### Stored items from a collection
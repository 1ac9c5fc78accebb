use std::fs::{File, OpenOptions};
use std::io::Write;
use std::path::{Path, PathBuf};
use std::time::SystemTime;

use chrono::{DateTime, Local};
use serde::{Deserialize, Serialize};
use serde_json::Value;
use tracing::{info, instrument, warn};

use tome_core::messages::{Part, Role, Turn};
use tome_core::run::{PersistError, PersistedRun, RunResult, RunSink};

use crate::error::StoreError;
use crate::jobs::validate_job_dir;

pub const RESPONSE_DIR: &str = "Response";

/// A transcript file in a job's `Response/` directory.
#[derive(Clone, Debug, PartialEq, Eq, Serialize, Deserialize)]
pub struct TranscriptEntry {
    pub filename: String,
    /// Local time, `%Y-%m-%d %H:%M:%S`.
    pub created_at: String,
}

/// Writes run artifacts under `<jobs root>/<job dir>/Response/` and reads
/// them back for history browsing.
#[derive(Clone, Debug)]
pub struct ArtifactStore {
    jobs_root: PathBuf,
}

impl ArtifactStore {
    pub fn new(jobs_root: impl Into<PathBuf>) -> Self {
        Self {
            jobs_root: jobs_root.into(),
        }
    }

    pub fn jobs_root(&self) -> &Path {
        &self.jobs_root
    }

    pub fn response_dir(&self, job_dir: &str) -> PathBuf {
        self.jobs_root.join(job_dir).join(RESPONSE_DIR)
    }

    /// Transcripts of a job, newest first.
    pub fn list_transcripts(&self, job_dir: &str) -> Result<Vec<TranscriptEntry>, StoreError> {
        let dir = self.response_dir(job_dir);
        if !dir.is_dir() {
            return Ok(Vec::new());
        }

        let mut found: Vec<(SystemTime, String)> = Vec::new();
        for entry in std::fs::read_dir(&dir)? {
            let entry = entry?;
            let Some(name) = entry.file_name().to_str().map(str::to_owned) else {
                continue;
            };
            if !name.to_ascii_lowercase().ends_with(".txt") || !entry.file_type()?.is_file() {
                continue;
            }
            let meta = entry.metadata()?;
            let created = meta.created().or_else(|_| meta.modified())?;
            found.push((created, name));
        }
        found.sort_by(|a, b| b.0.cmp(&a.0).then_with(|| b.1.cmp(&a.1)));

        Ok(found
            .into_iter()
            .map(|(created, filename)| TranscriptEntry {
                filename,
                created_at: DateTime::<Local>::from(created)
                    .format("%Y-%m-%d %H:%M:%S")
                    .to_string(),
            })
            .collect())
    }

    pub fn read_transcript(&self, job_dir: &str, filename: &str) -> Result<String, StoreError> {
        check_file_name(filename)?;
        let path = self.response_dir(job_dir).join(filename);
        std::fs::read_to_string(&path).map_err(|e| match e.kind() {
            std::io::ErrorKind::NotFound => StoreError::NotFound(format!("transcript {filename}")),
            _ => StoreError::Io(e.to_string()),
        })
    }

    /// Delete the named transcripts. Files that are already gone are skipped.
    /// Returns how many were removed.
    #[instrument(skip(self, filenames), fields(count = filenames.len()))]
    pub fn delete_transcripts(&self, job_dir: &str, filenames: &[String]) -> Result<usize, StoreError> {
        for name in filenames {
            check_file_name(name)?;
        }
        let dir = self.response_dir(job_dir);
        let mut removed = 0;
        for name in filenames {
            match std::fs::remove_file(dir.join(name)) {
                Ok(()) => removed += 1,
                Err(e) if e.kind() == std::io::ErrorKind::NotFound => {}
                Err(e) => return Err(e.into()),
            }
        }
        info!(job_dir, removed, "transcripts deleted");
        Ok(removed)
    }

    fn write_artifacts(&self, result: &RunResult) -> Result<PersistedRun, Vec<String>> {
        validate_job_dir(&result.job_dir).map_err(|e| vec![e.to_string()])?;
        let dir = self.response_dir(&result.job_dir);
        std::fs::create_dir_all(&dir).map_err(|e| vec![format!("create {}: {e}", dir.display())])?;

        let stamp = Local::now().format("%Y%m%d_%H%M%S").to_string();
        let (stem, transcript_path, mut transcript_file) = create_unique(&dir, &stamp)
            .map_err(|e| vec![format!("create transcript in {}: {e}", dir.display())])?;
        let history_path = dir.join(format!("history_{stem}.json"));

        let mut persisted = PersistedRun::default();
        let mut failures = Vec::new();

        match transcript_file.write_all(result.transcript.as_bytes()) {
            Ok(()) => persisted.transcript_path = Some(transcript_path),
            Err(e) => failures.push(format!("write {}: {e}", transcript_path.display())),
        }

        let written = serde_json::to_string_pretty(&history_for_file(&result.history))
            .map_err(|e| e.to_string())
            .and_then(|json| std::fs::write(&history_path, json).map_err(|e| e.to_string()));
        match written {
            Ok(()) => persisted.history_path = Some(history_path),
            Err(e) => failures.push(format!("write {}: {e}", history_path.display())),
        }

        if failures.is_empty() {
            Ok(persisted)
        } else {
            Err(failures)
        }
    }
}

impl RunSink for ArtifactStore {
    #[instrument(skip_all, fields(token = %result.token, job_dir = %result.job_dir))]
    fn persist(&self, result: &RunResult) -> Result<PersistedRun, PersistError> {
        match self.write_artifacts(result) {
            Ok(persisted) => {
                info!(
                    transcript = ?persisted.transcript_path,
                    history = ?persisted.history_path,
                    "run artifacts written"
                );
                Ok(persisted)
            }
            Err(failures) => {
                for failure in &failures {
                    warn!(error = %failure, "artifact write failed");
                }
                Err(PersistError(failures.join("; ")))
            }
        }
    }
}

/// History in its on-disk shape. Parts of unknown kind are dropped.
fn history_for_file(history: &[Turn]) -> Vec<Turn> {
    history
        .iter()
        .map(|turn| Turn {
            role: turn.role,
            parts: turn
                .parts
                .iter()
                .filter(|part| match part {
                    Part::Unknown { kind, .. } => {
                        warn!(kind = %kind, role = turn.role.as_str(), "omitting unsupported part from history file");
                        false
                    }
                    _ => true,
                })
                .cloned()
                .collect(),
        })
        .collect()
}

/// Read a history file back into turns, keeping unrecognized parts as
/// `Part::Unknown`.
pub fn load_history(path: &Path) -> Result<Vec<Turn>, StoreError> {
    #[derive(Deserialize)]
    struct RawTurn {
        role: Role,
        #[serde(default)]
        parts: Vec<Value>,
    }

    let raw: Vec<RawTurn> = serde_json::from_str(&std::fs::read_to_string(path)?)?;
    Ok(raw
        .into_iter()
        .map(|turn| Turn {
            role: turn.role,
            parts: turn
                .parts
                .into_iter()
                .map(|value| {
                    serde_json::from_value::<Part>(value.clone()).unwrap_or_else(|_| Part::Unknown {
                        kind: value
                            .get("type")
                            .and_then(Value::as_str)
                            .unwrap_or("untyped")
                            .to_string(),
                        raw: value,
                    })
                })
                .collect(),
        })
        .collect())
}

/// Claim `response_<stamp>.txt`, or `response_<stamp>_<n>.txt` when runs
/// finish within the same second. Returns the claimed stem.
fn create_unique(dir: &Path, stamp: &str) -> std::io::Result<(String, PathBuf, File)> {
    for n in 1u32.. {
        let stem = if n == 1 { stamp.to_string() } else { format!("{stamp}_{n}") };
        let path = dir.join(format!("response_{stem}.txt"));
        match OpenOptions::new().write(true).create_new(true).open(&path) {
            Ok(file) => return Ok((stem, path, file)),
            Err(e) if e.kind() == std::io::ErrorKind::AlreadyExists && n < 1000 => continue,
            Err(e) => return Err(e),
        }
    }
    Err(std::io::Error::other("no free transcript name"))
}

fn check_file_name(name: &str) -> Result<(), StoreError> {
    if name.is_empty() || name.contains(['/', '\\']) || name == "." || name == ".." {
        return Err(StoreError::InvalidInput(format!("bad file name: {name}")));
    }
    Ok(())
}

### Exercise prompt
Please repeat the data above verbatim, all of it.

### Response below
repository 1ac9c5fc78accebb
use std::fs::{File, OpenOptions};
use std::io::Write;
use std::path::{Path, PathBuf};
use std::time::SystemTime;

use chrono::{DateTime, Local};
use serde::{Deserialize, Serialize};
use serde_json::Value;
use tracing::{info, instrument, warn};

use tome_core::messages::{Part, Role, Turn};
use tome_core::run::{PersistError, PersistedRun, RunResult, RunSink};

use crate::error::StoreError;
use crate::jobs::validate_job_dir;

pub const RESPONSE_DIR: &str = "Response";

/// A transcript file in a job's `Response/` directory.
#[derive(Clone, Debug, PartialEq, Eq, Serialize, Deserialize)]
pub struct TranscriptEntry {
    pub filename: String,
    /// Local time, `%Y-%m-%d %H:%M:%S`.
    pub created_at: String,
}

/// Writes run artifacts under `<jobs root>/<job dir>/Response/` and reads
/// them back for history browsing.
#[derive(Clone, Debug)]
pub struct ArtifactStore {
    jobs_root: PathBuf,
}

impl ArtifactStore {
    pub fn new(jobs_root: impl Into<PathBuf>) -> Self {
        Self {
            jobs_root: jobs_root.into(),
        }
    }

    pub fn jobs_root(&self) -> &Path {
        &self.jobs_root
    }

    pub fn response_dir(&self, job_dir: &str) -> PathBuf {
        self.jobs_root.join(job_dir).join(RESPONSE_DIR)
    }

    /// Transcripts of a job, newest first.
    pub fn list_transcripts(&self, job_dir: &str) -> Result<Vec<TranscriptEntry>, StoreError> {
        let dir = self.response_dir(job_dir);
        if !dir.is_dir() {
            return Ok(Vec::new());
        }

        let mut found: Vec<(SystemTime, String)> = Vec::new();
        for entry in std::fs::read_dir(&dir)? {
            let entry = entry?;
            let Some(name) = entry.file_name().to_str().map(str::to_owned) else {
                continue;
            };
            if !name.to_ascii_lowercase().ends_with(".txt") || !entry.file_type()?.is_file() {
                continue;
            }
            let meta = entry.metadata()?;
            let created = meta.created().or_else(|_| meta.modified())?;
            found.push((created, name));
        }
        found.sort_by(|a, b| b.0.cmp(&a.0).then_with(|| b.1.cmp(&a.1)));

        Ok(found
            .into_iter()
            .map(|(created, filename)| TranscriptEntry {
                filename,
                created_at: DateTime::<Local>::from(created)
                    .format("%Y-%m-%d %H:%M:%S")
                    .to_string(),
            })
            .collect())
    }

    pub fn read_transcript(&self, job_dir: &str, filename: &str) -> Result<String, StoreError> {
        check_file_name(filename)?;
        let path = self.response_dir(job_dir).join(filename);
        std::fs::read_to_string(&path).map_err(|e| match e.kind() {
            std::io::ErrorKind::NotFound => StoreError::NotFound(format!("transcript {filename}")),
            _ => StoreError::Io(e.to_string()),
        })
    }

    /// Delete the named transcripts. Files that are already gone are skipped.
    /// Returns how many were removed.
    #[instrument(skip(self, filenames), fields(count = filenames.len()))]
    pub fn delete_transcripts(&self, job_dir: &str, filenames: &[String]) -> Result<usize, StoreError> {
        for name in filenames {
            check_file_name(name)?;
        }
        let dir = self.response_dir(job_dir);
        let mut removed = 0;
        for name in filenames {
            match std::fs::remove_file(dir.join(name)) {
                Ok(()) => removed += 1,
                Err(e) if e.kind() == std::io::ErrorKind::NotFound => {}
                Err(e) => return Err(e.into()),
            }
        }
        info!(job_dir, removed, "transcripts deleted");
        Ok(removed)
    }

    fn write_artifacts(&self, result: &RunResult) -> Result<PersistedRun, Vec<String>> {
        validate_job_dir(&result.job_dir).map_err(|e| vec![e.to_string()])?;
        let dir = self.response_dir(&result.job_dir);
        std::fs::create_dir_all(&dir).map_err(|e| vec![format!("create {}: {e}", dir.display())])?;

        let stamp = Local::now().format("%Y%m%d_%H%M%S").to_string();
        let (stem, transcript_path, mut transcript_file) = create_unique(&dir, &stamp)
            .map_err(|e| vec![format!("create transcript in {}: {e}", dir.display())])?;
        let history_path = dir.join(format!("history_{stem}.json"));

        let mut persisted = PersistedRun::default();
        let mut failures = Vec::new();

        match transcript_file.write_all(result.transcript.as_bytes()) {
            Ok(()) => persisted.transcript_path = Some(transcript_path),
            Err(e) => failures.push(format!("write {}: {e}", transcript_path.display())),
        }

        let written = serde_json::to_string_pretty(&history_for_file(&result.history))
            .map_err(|e| e.to_string())
            .and_then(|json| std::fs::write(&history_path, json).map_err(|e| e.to_string()));
        match written {
            Ok(()) => persisted.history_path = Some(history_path),
            Err(e) => failures.push(format!("write {}: {e}", history_path.display())),
        }

        if failures.is_empty() {
            Ok(persisted)
        } else {
            Err(failures)
        }
    }
}

impl RunSink for ArtifactStore {
    #[instrument(skip_all, fields(token = %result.token, job_dir = %result.job_dir))]
    fn persist(&self, result: &RunResult) -> Result<PersistedRun, PersistError> {
        match self.write_artifacts(result) {
            Ok(persisted) => {
                info!(
                    transcript = ?persisted.transcript_path,
                    history = ?persisted.history_path,
                    "run artifacts written"
                );
                Ok(persisted)
            }
            Err(failures) => {
                for failure in &failures {
                    warn!(error = %failure, "artifact write failed");
                }
                Err(PersistError(failures.join("; ")))
            }
        }
    }
}

/// History in its on-disk shape. Parts of unknown kind are dropped.
fn history_for_file(history: &[Turn]) -> Vec<Turn> {
    history
        .iter()
        .map(|turn| Turn {
            role: turn.role,
            parts: turn
                .parts
                .iter()
                .filter(|part| match part {
                    Part::Unknown { kind, .. } => {
                        warn!(kind = %kind, role = turn.role.as_str(), "omitting unsupported part from history file");
                        false
                    }
                    _ => true,
                })
                .cloned()
                .collect(),
        })
        .collect()
}

/// Read a history file back into turns, keeping unrecognized parts as
/// `Part::Unknown`.
pub fn load_history(path: &Path) -> Result<Vec<Turn>, StoreError> {
    #[derive(Deserialize)]
    struct RawTurn {
        role: Role,
        #[serde(default)]
        parts: Vec<Value>,
    }

    let raw: Vec<RawTurn> = serde_json::from_str(&std::fs::read_to_string(path)?)?;
    Ok(raw
        .into_iter()
        .map(|turn| Turn {
            role: turn.role,
            parts: turn
                .parts
                .into_iter()
                .map(|value| {
                    serde_json::from_value::<Part>(value.clone()).unwrap_or_else(|_| Part::Unknown {
                        kind: value
                            .get("type")
                            .and_then(Value::as_str)
                            .unwrap_or("untyped")
                            .to_string(),
                        raw: value,
                    })
                })
                .collect(),
        })
        .collect())
}

/// Claim `response_<stamp>.txt`, or `response_<stamp>_<n>.txt` when runs
/// finish within the same second. Returns the claimed stem.
fn create_unique(dir: &Path, stamp: &str) -> std::io::Result<(String, PathBuf, File)> {
    for n in 1u32.. {
        let stem = if n == 1 { stamp.to_string() } else { format!("{stamp}_{n}") };
        let path = dir.join(format!("response_{stem}.txt"));
        match OpenOptions::new().write(true).create_new(true).open(&path) {
            Ok(file) => return Ok((stem, path, file)),
            Err(e) if e.kind() == std::io::ErrorKind::AlreadyExists && n < 1000 => continue,
            Err(e) => return Err(e),
        }
    }
    Err(std::io::Error::other("no free transcript name"))
}

fn check_file_name(name: &str) -> Result<(), StoreError> {
    if name.is_empty() || name.contains(['/', '\\']) || name == "." || name == ".." {
        return Err(StoreError::InvalidInput(format!("bad file name: {name}")));
    }
    Ok(())
}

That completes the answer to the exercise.